「戦争しない国に」 被爆体験の伝承者が講話、和歌山・上富田町

原爆や被爆者のことについて聞く岩田小の5、6年生(和歌山県上富田町岩田で)

 和歌山県上富田町の岩田小学校5、6年生46人はこのほど、原爆の被爆体験伝承者、峠朱美さん=広島県=から、被爆当時の出来事や、原爆の影響などについて聞いた。

 被爆体験伝承者とは、被爆者から被爆体験など受け継ぎ、次世代に伝える活動をしている。

 峠さんは、1945年8月6日に広島で爆心地から約2キロの場所で被爆した国重昌弘さん(当時14歳)に1年間密着し、受け継いだ体験を伝えた。

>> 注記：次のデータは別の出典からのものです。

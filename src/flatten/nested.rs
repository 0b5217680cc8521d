//! Depth-first flattening of nested containers.

use std::collections::{BTreeMap, BTreeSet, HashMap, HashSet, VecDeque};
use std::iter::FusedIterator;

/// A value that is either a leaf or an ordered list of nested values.
///
/// `Nested` is the common shape every [`IntoNested`] container is converted
/// into before flattening. It also allows heterogeneous nesting depths, which
/// plain `Vec`s cannot express; see the [`nested!`](crate::nested) macro.
///
/// # Examples
///
/// ```rust
/// use lambars_idioms::flatten::Nested;
/// use lambars_idioms::nested;
///
/// let value = nested![1, [2, 3]];
/// assert_eq!(
///     value,
///     Nested::Branch(vec![
///         Nested::Leaf(1),
///         Nested::Branch(vec![Nested::Leaf(2), Nested::Leaf(3)]),
///     ])
/// );
/// ```
#[derive(Debug, Clone, PartialEq, Eq, Hash)]
pub enum Nested<T> {
    /// A value that is not expanded further.
    Leaf(T),
    /// A container whose elements are expanded in order.
    Branch(Vec<Nested<T>>),
}

impl<T> Nested<T> {
    /// Returns `true` if this is a [`Nested::Leaf`].
    #[must_use]
    pub const fn is_leaf(&self) -> bool {
        matches!(self, Self::Leaf(_))
    }

    /// Returns the maximum nesting depth. A leaf has depth 0.
    #[must_use]
    pub fn depth(&self) -> usize {
        match self {
            Self::Leaf(_) => 0,
            Self::Branch(children) => 1 + children.iter().map(Self::depth).max().unwrap_or(0),
        }
    }
}

impl<T> From<Vec<Nested<T>>> for Nested<T> {
    fn from(children: Vec<Self>) -> Self {
        Self::Branch(children)
    }
}

impl<T> FromIterator<Nested<T>> for Nested<T> {
    fn from_iter<I: IntoIterator<Item = Self>>(iterable: I) -> Self {
        Self::Branch(iterable.into_iter().collect())
    }
}

/// The capability of being flattened.
///
/// Containers convert into a [`Nested::Branch`] of their converted elements;
/// scalars convert into a [`Nested::Leaf`]. Mappings contribute their keys
/// only. Strings are scalars: they are never expanded into characters when
/// they appear inside a container (use [`flatten_text`] for a top-level
/// string).
///
/// Implement this trait for your own scalar types to make them flattenable:
///
/// ```rust
/// use lambars_idioms::flatten::{IntoNested, Nested, flatten};
///
/// #[derive(Debug, PartialEq)]
/// struct Point(i32, i32);
///
/// impl IntoNested for Point {
///     type Leaf = Self;
///
///     fn into_nested(self) -> Nested<Self> {
///         Nested::Leaf(self)
///     }
/// }
///
/// let points: Vec<_> = flatten(vec![vec![Point(0, 0)], vec![Point(1, 2)]]).collect();
/// assert_eq!(points, [Point(0, 0), Point(1, 2)]);
/// ```
pub trait IntoNested {
    /// The type of the values produced by flattening.
    type Leaf;

    /// Converts `self` into a [`Nested`] tree.
    fn into_nested(self) -> Nested<Self::Leaf>;
}

impl<T> IntoNested for Nested<T> {
    type Leaf = T;

    #[inline]
    fn into_nested(self) -> Self {
        self
    }
}

macro_rules! impl_scalar_into_nested {
    ($($scalar:ty),* $(,)?) => {
        $(
            impl IntoNested for $scalar {
                type Leaf = Self;

                #[inline]
                fn into_nested(self) -> Nested<Self> {
                    Nested::Leaf(self)
                }
            }
        )*
    };
}

impl_scalar_into_nested!(
    (),
    bool,
    char,
    i8,
    i16,
    i32,
    i64,
    i128,
    isize,
    u8,
    u16,
    u32,
    u64,
    u128,
    usize,
    f32,
    f64,
    String,
);

impl IntoNested for &str {
    type Leaf = Self;

    #[inline]
    fn into_nested(self) -> Nested<Self> {
        Nested::Leaf(self)
    }
}

fn branch<I>(elements: I) -> Nested<<I::Item as IntoNested>::Leaf>
where
    I: IntoIterator,
    I::Item: IntoNested,
{
    Nested::Branch(elements.into_iter().map(IntoNested::into_nested).collect())
}

impl<N: IntoNested> IntoNested for Vec<N> {
    type Leaf = N::Leaf;

    fn into_nested(self) -> Nested<Self::Leaf> {
        branch(self)
    }
}

impl<N: IntoNested, const LENGTH: usize> IntoNested for [N; LENGTH] {
    type Leaf = N::Leaf;

    fn into_nested(self) -> Nested<Self::Leaf> {
        branch(self)
    }
}

impl<N: IntoNested> IntoNested for VecDeque<N> {
    type Leaf = N::Leaf;

    fn into_nested(self) -> Nested<Self::Leaf> {
        branch(self)
    }
}

impl<N: IntoNested> IntoNested for BTreeSet<N> {
    type Leaf = N::Leaf;

    fn into_nested(self) -> Nested<Self::Leaf> {
        branch(self)
    }
}

impl<N: IntoNested, S> IntoNested for HashSet<N, S> {
    type Leaf = N::Leaf;

    fn into_nested(self) -> Nested<Self::Leaf> {
        branch(self)
    }
}

impl<K: IntoNested, V> IntoNested for BTreeMap<K, V> {
    type Leaf = K::Leaf;

    fn into_nested(self) -> Nested<Self::Leaf> {
        branch(self.into_keys())
    }
}

impl<K: IntoNested, V, S> IntoNested for HashMap<K, V, S> {
    type Leaf = K::Leaf;

    fn into_nested(self) -> Nested<Self::Leaf> {
        branch(self.into_keys())
    }
}

/// `None` is an empty container, `Some(value)` a container of one.
impl<N: IntoNested> IntoNested for Option<N> {
    type Leaf = N::Leaf;

    fn into_nested(self) -> Nested<Self::Leaf> {
        branch(self)
    }
}

impl<N: IntoNested> IntoNested for Box<N> {
    type Leaf = N::Leaf;

    fn into_nested(self) -> Nested<Self::Leaf> {
        (*self).into_nested()
    }
}

/// Flattens `value` into a lazy, depth-first, pre-order sequence of leaves.
///
/// A scalar given directly yields itself. Mappings yield their keys.
///
/// Strings are scalars here too, even at the top level: `flatten("ferris")`
/// yields `"ferris"` once. Use [`flatten_text`] to iterate over the
/// characters of a string instead.
///
/// # Examples
///
/// ```rust
/// use std::collections::BTreeMap;
/// use lambars_idioms::flatten::flatten;
/// use lambars_idioms::nested;
///
/// let numbers: Vec<_> = flatten(nested![1, [2, [3, [4, [5]]]]]).collect();
/// assert_eq!(numbers, [1, 2, 3, 4, 5]);
///
/// let words: Vec<_> = flatten(vec![vec!["lazy", "idioms"], vec!["rust"]]).collect();
/// assert_eq!(words, ["lazy", "idioms", "rust"]);
///
/// let keys: Vec<_> = flatten(BTreeMap::from([('a', 1), ('b', 2)])).collect();
/// assert_eq!(keys, ['a', 'b']);
/// ```
pub fn flatten<N: IntoNested>(value: N) -> Flatten<N::Leaf> {
    Flatten::new(value.into_nested())
}

/// Flattens a top-level string into its characters.
///
/// ```rust
/// use lambars_idioms::flatten::flatten_text;
///
/// assert_eq!(flatten_text("ferris").collect::<String>(), "ferris");
/// assert_eq!(flatten_text("ferris").count(), 6);
/// ```
pub fn flatten_text(text: &str) -> std::str::Chars<'_> {
    text.chars()
}

/// A lazy, single-pass iterator over the leaves of a [`Nested`] tree.
///
/// Created by [`flatten`]. Leaves are yielded depth-first, in pre-order.
#[derive(Debug, Clone)]
#[must_use = "iterators are lazy and do nothing unless consumed"]
pub struct Flatten<T> {
    stack: Vec<std::vec::IntoIter<Nested<T>>>,
}

impl<T> Flatten<T> {
    fn new(root: Nested<T>) -> Self {
        Self {
            stack: vec![vec![root].into_iter()],
        }
    }
}

impl<T> Iterator for Flatten<T> {
    type Item = T;

    fn next(&mut self) -> Option<Self::Item> {
        loop {
            let cursor = self.stack.last_mut()?;
            match cursor.next() {
                Some(Nested::Leaf(value)) => return Some(value),
                Some(Nested::Branch(children)) => self.stack.push(children.into_iter()),
                None => {
                    self.stack.pop();
                }
            }
        }
    }
}

impl<T> FusedIterator for Flatten<T> {}

#[cfg(test)]
mod tests {
    use super::*;
    use crate::nested;
    use rstest::rstest;

    #[rstest]
    fn test_flatten_deeply_nested() {
        let value = nested![1, [2, [3, [4, [5]]]]];
        assert_eq!(value.depth(), 5);
        assert_eq!(flatten(value).collect::<Vec<_>>(), [1, 2, 3, 4, 5]);
    }

    #[rstest]
    fn test_flatten_is_pre_order() {
        let value = nested![[1, [2, 3]], 4, [[5], 6]];
        assert_eq!(flatten(value).collect::<Vec<_>>(), [1, 2, 3, 4, 5, 6]);
    }

    #[rstest]
    fn test_flatten_skips_empty_branches() {
        let value: Nested<i32> = nested![[], [[]], 7, []];
        assert_eq!(flatten(value).collect::<Vec<_>>(), [7]);
    }

    #[rstest]
    fn test_flatten_scalar_yields_itself() {
        assert_eq!(flatten(42).collect::<Vec<_>>(), [42]);
    }

    #[rstest]
    fn test_nested_strings_are_not_expanded() {
        let value = vec![vec!["ferris".to_string()], vec!["rust".to_string()]];
        assert_eq!(flatten(value).collect::<Vec<_>>(), ["ferris", "rust"]);
    }

    #[rstest]
    fn test_flatten_top_level_string_yields_itself() {
        assert_eq!(flatten("ferris").collect::<Vec<_>>(), ["ferris"]);
        assert_eq!(flatten("ferris".to_string()).count(), 1);
        assert_eq!(flatten_text("ferris").count(), 6);
    }

    #[rstest]
    fn test_flatten_text_yields_characters() {
        assert_eq!(
            flatten_text("ferris").collect::<Vec<_>>(),
            ['f', 'e', 'r', 'r', 'i', 's']
        );
    }

    #[rstest]
    fn test_flatten_map_yields_keys_only() {
        let map = BTreeMap::from([(3, "three"), (1, "one"), (2, "two")]);
        assert_eq!(flatten(map).collect::<Vec<_>>(), [1, 2, 3]);
    }

    #[rstest]
    fn test_flatten_mixed_standard_containers() {
        let value = vec![
            VecDeque::from([Some(1), None]),
            VecDeque::from([Some(2)]),
        ];
        assert_eq!(flatten(value).collect::<Vec<_>>(), [1, 2]);
    }

    #[rstest]
    fn test_flatten_arrays_and_boxes() {
        let value = [Box::new([1, 2]), Box::new([3, 4])];
        assert_eq!(flatten(value).collect::<Vec<_>>(), [1, 2, 3, 4]);
    }

    #[rstest]
    fn test_flatten_is_lazy_and_resumable() {
        let mut leaves = flatten(nested![1, [2, [3]]]);
        assert_eq!(leaves.next(), Some(1));
        let rest: Vec<_> = leaves.by_ref().collect();
        assert_eq!(rest, [2, 3]);
        assert_eq!(leaves.next(), None);
    }

    #[rstest]
    fn test_nested_from_iterator_builds_branch() {
        let value: Nested<u8> = (1..=3).map(Nested::Leaf).collect();
        assert_eq!(value, nested![1, 2, 3]);
        assert!(!value.is_leaf());
        assert_eq!(value.depth(), 1);
    }
}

 「国重さんは光る物が見えた後、気を失い、気付いた時には、白い煙とみんなが倒れているのが見えた。自分の左頬がぶら下がっていた」「爆心地の地面の温度は3千~4千度になった」など、当時の様子が語られ、児童たちは真剣な表情で聞いていた。最後に、峠さんは「戦争しない国であり続けてほしいと願っている」と訴えた。

 6年生の鈴木凜果さんは「広島県に原爆が落とされたことは授業や本を読んで知っていたが、たくさんの人が被害に遭っていたということを今回の話で初めて知った。忘れてはいけないことだと思う」と話した。

 別の日には、地域住民を対象に上富田文化会館でも講話が開かれた。小学校では岩田のほか、生馬と市ノ瀬の児童も話を聞いた。